De igual forma, nesta criança, apesar do início agudo e do tipo das
manifestações clínicas sugerirem um mecanismo mediado por IgE, não foi possível
demonstrá-lo, pois os testes in vivoe in vitro foram negativos.
É importante realçar que os testes cutâneos de leitura imediata e os testes in
vitro(determinação de IgE específica, testes de libertação de histamina e de
leucotrienos, teste de activação dos basófilos) não estão normalizados e os
seus valores preditivos são controversos10.
Alguns autores reportam doentes com IgE específica sérica negativa, apesar de
ter sido provado o mecanismo mediado por IgE5, o que indica a baixa
sensibilidade deste método. Apesar de terem sido descritos 9 casos de
hipersensibilidade ao paracetamol com testes cutâneos positivos em adultos5-7,
estes testes têm habitualmente utilidade reduzida para compostos de baixo peso
molecular como é o paracetamol. Assim sendo, o diagnóstico de
hipersensibilidade ao paracetamol é estabelecido, na maioria dos casos, através
de uma história clínica detalhada e pela prova de provocação oral ou
sintomatologia reprodutível após ingestão acidental6.

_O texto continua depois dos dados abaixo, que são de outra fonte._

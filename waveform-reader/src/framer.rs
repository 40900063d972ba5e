//! Aligns the per-channel raw streams of a run into events.
use crate::{
    error::{ReaderError, ReaderResult},
    layout::RunLayout,
    raw_stream::RawChannelStream,
    source::EventSource,
};
use hrppd_common::{
    Channel, EventIndex, RunNumber, SAMPLES_PER_EVENT, Sample,
    metrics::{
        failures::{self, FailureKind},
        metric_names::{EVENTS_READ, FAILURES},
    },
};
use metrics::counter;
use std::{
    collections::BTreeMap,
    path::{Path, PathBuf},
};
use tracing::{debug, warn};

/// The trigger waveform and one waveform per detector channel, all from the same acquisition.
#[derive(Clone, Debug, PartialEq)]
pub struct Event {
    pub index: EventIndex,
    pub trigger: Vec<Sample>,
    pub channels: BTreeMap<Channel, Vec<Sample>>,
}

impl Event {
    pub fn channel(&self, channel: Channel) -> Option<&[Sample]> {
        self.channels.get(&channel).map(Vec::as_slice)
    }
}

pub(crate) fn zero_block() -> Vec<Sample> {
    vec![0.0; SAMPLES_PER_EVENT]
}

#[derive(Debug)]
pub struct EventFramer {
    trigger: RawChannelStream,
    channels: BTreeMap<Channel, Option<RawChannelStream>>,
}

impl EventFramer {
    pub fn open(
        layout: &RunLayout,
        run: RunNumber,
        channels: impl IntoIterator<Item = Channel>,
    ) -> ReaderResult<Self> {
        Self::from_paths(
            &layout.trigger_path(run),
            channels
                .into_iter()
                .map(|channel| (channel, layout.channel_path(run, channel))),
        )
    }

    /// Opens the trigger stream, which must exist, and every detector channel stream that does.
    /// Channels whose stream cannot be opened are read as zeros.
    pub fn from_paths(
        trigger_path: &Path,
        channel_paths: impl IntoIterator<Item = (Channel, PathBuf)>,
    ) -> ReaderResult<Self> {
        let trigger = RawChannelStream::open(trigger_path).map_err(|e| match e {
            ReaderError::IO(source) => ReaderError::TriggerStreamMissing {
                path: trigger_path.to_owned(),
                source,
            },
            e => e,
        })?;

        let channels = channel_paths
            .into_iter()
            .map(|(channel, path)| {
                let stream = match RawChannelStream::open(&path) {
                    Ok(stream) => {
                        if stream.num_events() < trigger.num_events() {
                            warn!(
                                "Channel {channel} holds {} events but the trigger holds {}, missing events are zero-filled",
                                stream.num_events(),
                                trigger.num_events()
                            );
                        }
                        Some(stream)
                    }
                    Err(e) => {
                        warn!(
                            "Cannot open channel {channel} at {}: {e}, using zero waveforms",
                            path.display()
                        );
                        counter!(
                            FAILURES,
                            &[failures::get_label(FailureKind::ChannelFileMissing)]
                        )
                        .increment(1);
                        None
                    }
                };
                (channel, stream)
            })
            .collect();

        Ok(Self { trigger, channels })
    }

    pub fn is_present(&self, channel: Channel) -> bool {
        self.channels
            .get(&channel)
            .is_some_and(|stream| stream.is_some())
    }
}

impl EventSource for EventFramer {
    fn num_events(&self) -> usize {
        self.trigger.num_events()
    }

    fn channels(&self) -> Vec<Channel> {
        self.channels.keys().copied().collect()
    }

    fn read_event(&mut self, index: EventIndex) -> ReaderResult<Event> {
        let trigger = self.trigger.read_block(index)?;
        let channels = self
            .channels
            .iter_mut()
            .map(|(&channel, stream)| {
                let block = match stream {
                    Some(stream) if index < stream.num_events() => stream.read_block(index)?,
                    Some(_) => {
                        debug!("Channel {channel} has no block for event {index}");
                        counter!(
                            FAILURES,
                            &[failures::get_label(FailureKind::ChannelStreamExhausted)]
                        )
                        .increment(1);
                        zero_block()
                    }
                    None => zero_block(),
                };
                Ok::<_, ReaderError>((channel, block))
            })
            .collect::<ReaderResult<_>>()?;
        counter!(EVENTS_READ).increment(1);
        Ok(Event {
            index,
            trigger,
            channels,
        })
    }

    fn reopen(&self) -> ReaderResult<Self> {
        Ok(Self {
            trigger: self.trigger.reopen()?,
            channels: self
                .channels
                .iter()
                .map(|(&channel, stream)| {
                    let stream = stream.as_ref().map(RawChannelStream::reopen).transpose()?;
                    Ok::<_, ReaderError>((channel, stream))
                })
                .collect::<ReaderResult<_>>()?,
        })
    }
}
//! Reading the raw per-channel waveform streams of a run, framing them into
//! events, and converting runs to and from the single-file ntuple format.
pub mod error;
pub mod framer;
pub mod layout;
pub mod loader;
pub mod ntupler;
pub mod raw_stream;
pub mod source;

pub use error::{ReaderError, ReaderResult};
pub use framer::{Event, EventFramer};
pub use layout::RunLayout;
pub use loader::{NtupleFile, NtupleHeader, load_ntuple_file};
pub use ntupler::{NtupleWriter, Ntupler};
pub use raw_stream::RawChannelStream;
pub use source::{EventIter, EventSource};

Recentemente, Rutkowski etalpublicaram uma série de 32 doentes com suspeita de
hipersensibilidade ao paracetamol7.
Através da prova de provocação oral, comprovou-se a hipersensibilidade ao
paracetamol em 50% dos casos, verificando-se a positividade dos testes cutâneos
em apenas 3/16 doentes (18,8%). Não foi realizado o doseamento de IgE
específica sérica em nenhum doente, mas nestes 3 doentes (2 com TCP positivos e
1 com TID positivos) foi possível demonstrar o mecanismo IgE mediado. A maioria
dos doentes alérgicos ao paracetamol tolerava outros AINEs, sendo que apenas
25% tinha hipersensibilidade a outros AINEs. Tendo em conta que apenas 3
doentes tiveram testes cutâneos positivos e que a maioria dos doentes tolerava
outros AINEs, o mecanismo responsável pela reacção ao paracetamol poderá ser
outro ainda não conhecido. Os autores sugerem a realização de testes cutâneos
antes da prova de provocação tendo em conta que a IgE específica para o
paracetamol pode ser a responsável pela reacção.
CONCLUSÃO
Este caso ilustra as dificuldades da anamnese na determinação da etiologia de
um episódio de anafilaxia e alerta para a importância da exclusão da etiologia
medicamentosa na anafilaxia recorrente, nomeadamente no que concerne ao
paracetamol e aos AINEs, mesmo em idade pediátrica.
Este doente deverá ter em sua posse dispositivo de adrenalina injectável, tendo
em conta que existem inúmeros fármacos de venda livre com paracetamol na sua
composição, podendo contribuir para a ocorrência acidental de um novo episódio.
Sendo raros os casos de hipersensibilidade ao paracetamol, a descrição deste
caso clínico pretende alertar para a potencial gravidade das reacções que podem
ocorrer com doses terapêuticas deste fármaco largamente usado.